Sonoma County chefs share fresh takes on springtime peas
It’s hard to find a vegetable that shouts spring as sweetly as the simple garden pea, with tiny seeds lined up neatly inside the pod like a string of pearls.
“Peas are basically seeds, so you’re looking at the essence of the plant,” said John McReynolds, executive chef of the Stone Edge Farm in Sonoma. “There’s something about them being nestled in the pod that’s appealing, on a childhood level. It just makes us feel good.”
The fleeting, cool weather window for garden peas (also known as English peas) is open now, as well as for the crunchy sugar snap and snow peas. It will slam shut once the hot weather arrives for good, and stay shut until the cool weather returns in the late fall. Now is the time to snap up as many peas as you can and cook the sweet orbs into all kinds of savory soups and salads, buttery pastas and spring ragouts.
“My favorite combination would be spring garlic and spring onions, shaved thin, with peas and bacon, fresh pasta and fava beans,” said Chef Ari Weiswasser of the Glen Ellen Star. “It’s like a springtime carbonara,” an Italian pasta made with eggs, cheese and bacon.
Although peas are one of the easiest and earliest spring crops to grow, the plants are sensitive to frost, and their roots do best in soil that is well drained, not water-logged. During a wet, cold winter, that makes the planting a bit tricky.
This year, Leisen’s Bridgeway Farms in Santa Rosa planted peas after the hard frost was over, around President’s Day. The farm expected to start harvesting its garden peas by the end of April, and the sugar snap peas in May.
“A lot of farmers don’t grow them because they take a lot of labor to pick,” said Janet Leisen, co-owner of the farm that sells its produce at several Santa Rosa farmers markets. “We also grow microgreen pea shoots, which are 40 percent more nutritious than the adult vegetables.”
At Scopa and Campo Fina restaurants in Healdsburg, chef/owner Ari Rosen has been buying young pea shoots this spring from Bernier Farms and using the sprouts and their delicate tendrils in dishes that showcase “the delicious pea sweetness of spring.”
“We’re coming out of winter and root vegetables, and we just want to highlight spring,” he said. “You get a sweetness in the shoot that is in the peas.”
Pea and Proscuitto Pasta is a classic Italian dish that highlights the sweet peas of spring and complements them with a few of their favorite foils: butter and Parmesan, prosciutto, white wine and fresh mint or chili flakes. Rosen gives that flavor profile a twist by mashing the pea sprouts into a pesto with Parmesan, pine nuts and olive oil.
“The versatility of the pesto is great,” he said. “Once you make it, you want to put it on your toast in the morning or on eggs Benedict. There is such a short window, and you want it on everything until you are sick of it.”
At Scopa, Rosen serves fresh tagliolini pasta with morel mushrooms and prosciutto, white wine and olive oil, topped with the Pea Shoot Pesto.
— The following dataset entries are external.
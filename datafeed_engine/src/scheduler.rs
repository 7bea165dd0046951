//! Fixed-interval scheduler for unattended batch sync.
//!
//! One background task drives a `tokio` interval; the batch runs inline in
//! the tick arm, so a slow batch delays the next tick instead of launching
//! a second overlapping run. The stop flag is a watch channel observed only
//! between batches, never mid-fetch.

use std::sync::Arc;
use std::time::Duration;

use thiserror::Error;
use tokio::sync::watch;
use tokio::task::JoinHandle;
use tokio::time::MissedTickBehavior;
use tracing::{info, warn};

use market_source::models::SeriesKey;

use crate::sync::SyncCoordinator;

/// Lifecycle of the background batch task.
#[derive(Debug, Clone, Copy, PartialEq, Eq)]
pub enum SchedulerState {
    /// Never started.
    Idle,
    /// Background task live, ticking at the configured interval.
    Running,
    /// Stopped by request; a fresh `start` is allowed.
    Stopped,
}

/// Invalid lifecycle transition.
#[derive(Debug, Error)]
pub enum SchedulerError {
    /// `start` was called while the background task is live.
    #[error("scheduler is already running")]
    AlreadyRunning,
}

/// Periodically runs the batch sync for a fixed plan.
pub struct Scheduler {
    coordinator: Arc<SyncCoordinator>,
    plan: Vec<(SeriesKey, i64)>,
    period: Duration,
    state: SchedulerState,
    task: Option<(watch::Sender<bool>, JoinHandle<()>)>,
}

impl Scheduler {
    /// Builds an idle scheduler; nothing runs until [`Scheduler::start`].
    pub fn new(coordinator: Arc<SyncCoordinator>, plan: Vec<(SeriesKey, i64)>, period: Duration) -> Self {
        Self { coordinator, plan, period, state: SchedulerState::Idle, task: None }
    }

    /// Current lifecycle state.
    pub fn state(&self) -> SchedulerState {
        self.state
    }

    /// Spawns the background task. The first batch fires one full period
    /// after start, matching the upstream-friendly cadence of the interval.
    pub fn start(&mut self) -> Result<(), SchedulerError> {
        if self.state == SchedulerState::Running {
            return Err(SchedulerError::AlreadyRunning);
        }
        let (stop_tx, mut stop_rx) = watch::channel(false);
        let coordinator = Arc::clone(&self.coordinator);
        let plan = self.plan.clone();
        let period = self.period;

        let handle = tokio::spawn(async move {
            let mut ticker = tokio::time::interval(period);
            // A batch slower than the period delays the next tick rather
            // than stacking a second run.
            ticker.set_missed_tick_behavior(MissedTickBehavior::Delay);
            // The interval's first tick completes immediately; consume it.
            ticker.tick().await;
            loop {
                tokio::select! {
                    _ = stop_rx.changed() => break,
                    _ = ticker.tick() => {
                        // Per-series failures are already collected in the
                        // report; nothing escapes far enough to kill the
                        // task, so the next tick always fires.
                        let report = coordinator.sync_batch(&plan).await;
                        info!(
                            series = report.results.len(),
                            inserted = report.total_inserted(),
                            failed = report.failures().count(),
                            "scheduled batch complete"
                        );
                    }
                }
            }
        });

        self.task = Some((stop_tx, handle));
        self.state = SchedulerState::Running;
        info!(period_secs = self.period.as_secs(), "scheduler started");
        Ok(())
    }

    /// Requests a stop and waits up to `wait` for any in-flight batch to
    /// finish; after that the task is aborted. No-op unless running.
    pub async fn stop(&mut self, wait: Duration) {
        let Some((stop_tx, mut handle)) = self.task.take() else {
            return;
        };
        let _ = stop_tx.send(true);
        if tokio::time::timeout(wait, &mut handle).await.is_err() {
            warn!("in-flight batch exceeded stop timeout, aborting");
            handle.abort();
        }
        self.state = SchedulerState::Stopped;
        info!("scheduler stopped");
    }
}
If you put a little olive oil over it, the pesto will last for about five days in the fridge, he said. You can use it as a garnish on a spring soup or add it to your scrambled eggs.
“The whole idea with pesto is you don’t want to cook them a lot, so they are the last element that goes in,” he said. “That way you maintain the freshness of the raw basil or pea shoots.”
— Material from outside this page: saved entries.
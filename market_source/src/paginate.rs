//! Pagination driver: assembles a full time range from bounded batches.
//!
//! Rate-limited upstreams serve at most K rows per call, windowed forward
//! from a cursor. The driver advances the cursor by the *timeframe
//! duration* past the last returned row — never by row count — so silently
//! capped batches cannot open gaps, and re-fetching the last row is
//! impossible. Snapshot sources (`page_size() == None`) take one call.
//!
//! Transient fetch errors end the loop early; whatever was accumulated is
//! returned so the caller can still commit it.

use std::time::Duration;

use tracing::{debug, warn};

use crate::{
    adapters::SourceAdapter,
    models::{Candle, Timeframe},
};

/// Fetches `[start_ms, end_ms]` inclusive from one adapter, deduplicated by
/// timestamp and sorted ascending. Best effort: an upstream failure
/// truncates the result instead of erroring.
pub async fn fetch_range(
    adapter: &dyn SourceAdapter,
    symbol: &str,
    timeframe: Timeframe,
    start_ms: i64,
    end_ms: i64,
    call_delay: Duration,
) -> Vec<Candle> {
    let mut collected: Vec<Candle> = Vec::new();
    let step_ms = timeframe.duration_ms();
    let mut cursor = start_ms;
    let mut first_call = true;

    loop {
        if !first_call {
            // Fixed pacing between successive calls of one loop.
            tokio::time::sleep(call_delay).await;
        }
        first_call = false;

        let batch = match adapter.fetch(symbol, timeframe, cursor, end_ms).await {
            Ok(batch) => batch,
            Err(err) => {
                warn!(source = %adapter.id(), %symbol, %timeframe, %err,
                    "fetch failed mid-range, keeping {} rows", collected.len());
                break;
            }
        };
        if batch.is_empty() {
            debug!(source = %adapter.id(), %symbol, "no more data at cursor {cursor}");
            break;
        }
        let raw_len = batch.len();

        // Upstreams may over-fetch past the requested end.
        let mut kept: Vec<Candle> = batch.into_iter().filter(|c| c.timestamp <= end_ms).collect();
        if kept.is_empty() {
            break;
        }
        let last_ts = kept.last().map(|c| c.timestamp).unwrap_or(cursor);
        collected.append(&mut kept);

        let Some(page_size) = adapter.page_size() else {
            // Snapshot source: the whole range came back in one call.
            break;
        };
        // A short raw batch means the upstream has nothing newer yet.
        if raw_len < page_size {
            break;
        }

        let next = last_ts + step_ms;
        if next <= cursor {
            // Upstream returned rows at or before the cursor; bail rather
            // than loop forever on a misbehaving source.
            warn!(source = %adapter.id(), %symbol, "cursor failed to advance past {cursor}");
            break;
        }
        cursor = next;
        // A cursor equal to end still has the end bucket itself to fetch.
        if cursor > end_ms {
            break;
        }
    }

    collected.sort_by_key(|c| c.timestamp);
    collected.dedup_by_key(|c| c.timestamp);
    collected
}
//! Embedded schema migrations.

use diesel::{Connection, SqliteConnection, connection::SimpleConnection};
use diesel_migrations::{EmbeddedMigrations, MigrationHarness, embed_migrations};
use thiserror::Error;

/// Embedded Diesel migrations bundled with this crate.
pub const MIGRATIONS: EmbeddedMigrations = embed_migrations!("migrations");

/// Failure while bringing the database schema up to date.
#[derive(Debug, Error)]
pub enum MigrateError {
    /// Could not open the database file.
    #[error(transparent)]
    Connection(#[from] diesel::ConnectionError),
    /// A migration statement failed.
    #[error("migration failed: {0}")]
    Migration(String),
}

/// Runs pending migrations on the SQLite database at the given path,
/// switching it to WAL journaling first.
pub fn run_sqlite(database_url: &str) -> Result<(), MigrateError> {
    let mut conn = SqliteConnection::establish(database_url)?;
    conn.batch_execute("PRAGMA journal_mode=WAL;")
        .map_err(|e| MigrateError::Migration(e.to_string()))?;
    conn.run_pending_migrations(MIGRATIONS)
        .map_err(|e| MigrateError::Migration(e.to_string()))?;
    Ok(())
}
At the Glen Ellen Star, Weiswasser sources fresh peas from Comanche Creek Farm outside of Chico to make a fresh Spring Pea Soup. The soup was inspired by a sauce the chef once served over scallops and has been on the restaurant’s menu since it opened in 2012. “Every spring, we run it for at least six or seven weeks,” he said of the soup. “Everybody loves it.”
To make the simple soup, Weiswasser simmers a Parmesan stock with water and cheese rinds, then blends it with blanched peas in a Vitamix for two minutes. When it’s ready to serve, he adds some creme fraiche and mint, then garnishes it with a ricotta dumpling.
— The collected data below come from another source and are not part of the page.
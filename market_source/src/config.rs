//! Per-source credentials and connection settings.
//!
//! Deserialized from the `[sources.<id>]` tables of the engine config file.
//! Missing sections, empty strings, and obvious placeholders all count as
//! "no credentials": the corresponding adapter is constructed inert rather
//! than failing startup.

use secrecy::{ExposeSecret, SecretString};
use serde::Deserialize;
use thiserror::Error;

/// Failure to read or parse the sources config.
#[derive(Debug, Error)]
pub enum ConfigError {
    #[error("cannot read config file: {0}")]
    Io(#[from] std::io::Error),
    #[error("malformed config file: {0}")]
    Parse(#[from] toml::de::Error),
}

/// Credential sections for every known source.
#[derive(Debug, Clone, Default, Deserialize)]
#[serde(default, deny_unknown_fields)]
pub struct SourcesConfig {
    pub okx: ExchangeKeys,
    pub binance: ExchangeKeys,
    pub yahoo: SnapshotKeys,
    pub tushare: TokenKeys,
}

impl SourcesConfig {
    /// Parses a `[sources]`-shaped TOML document.
    pub fn from_toml(text: &str) -> Result<Self, ConfigError> {
        Ok(toml::from_str(text)?)
    }
}

/// API-key style credentials for a spot exchange.
#[derive(Debug, Clone, Default, Deserialize)]
#[serde(default, deny_unknown_fields)]
pub struct ExchangeKeys {
    pub api_key: Option<SecretString>,
    pub api_secret: Option<SecretString>,
    /// Extra passphrase some exchanges require (OKX does, Binance does not).
    pub passphrase: Option<SecretString>,
    /// Route requests at the exchange's demo/testnet environment.
    pub sandbox: bool,
    /// Optional `host:port` HTTP proxy for this source only.
    pub proxy: Option<String>,
}

/// Settings for a credential-less snapshot source.
#[derive(Debug, Clone, Default, Deserialize)]
#[serde(default, deny_unknown_fields)]
pub struct SnapshotKeys {
    /// Optional `host:port` HTTP proxy for this source only.
    pub proxy: Option<String>,
}

/// Single-token credentials.
#[derive(Debug, Clone, Default, Deserialize)]
#[serde(default, deny_unknown_fields)]
pub struct TokenKeys {
    pub token: Option<SecretString>,
    /// Optional `host:port` HTTP proxy for this source only.
    pub proxy: Option<String>,
}

/// Returns the secret only when it holds a usable value. Empty strings and
/// `your_..._here` placeholders left over from a config template count as
/// absent.
pub fn usable(secret: &Option<SecretString>) -> Option<&SecretString> {
    secret.as_ref().filter(|s| {
        let v = s.expose_secret();
        !v.trim().is_empty() && !v.starts_with("your_")
    })
}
McReynolds likes to showcase the season’s fresh garden peas and crunchy sugar snap peas in a creamy burrata salad, garnished with radishes, pea shoots (with tendrils attached) and a simple dressing of lemon and olive oil.
“The shoots have a flavor all their own,” he said. “It’s not a mature flavor. It’s more a little whisper of pea flavor.”
Meanwhile, Kay Baumhefner of Petaluma, a cooking instructor who writes a blog called “Come Home to Cooking,” enjoys blending all the “innocent beauties” of spring in a casual recipe for baby leeks and asparagus, carrots and peas braised in butter.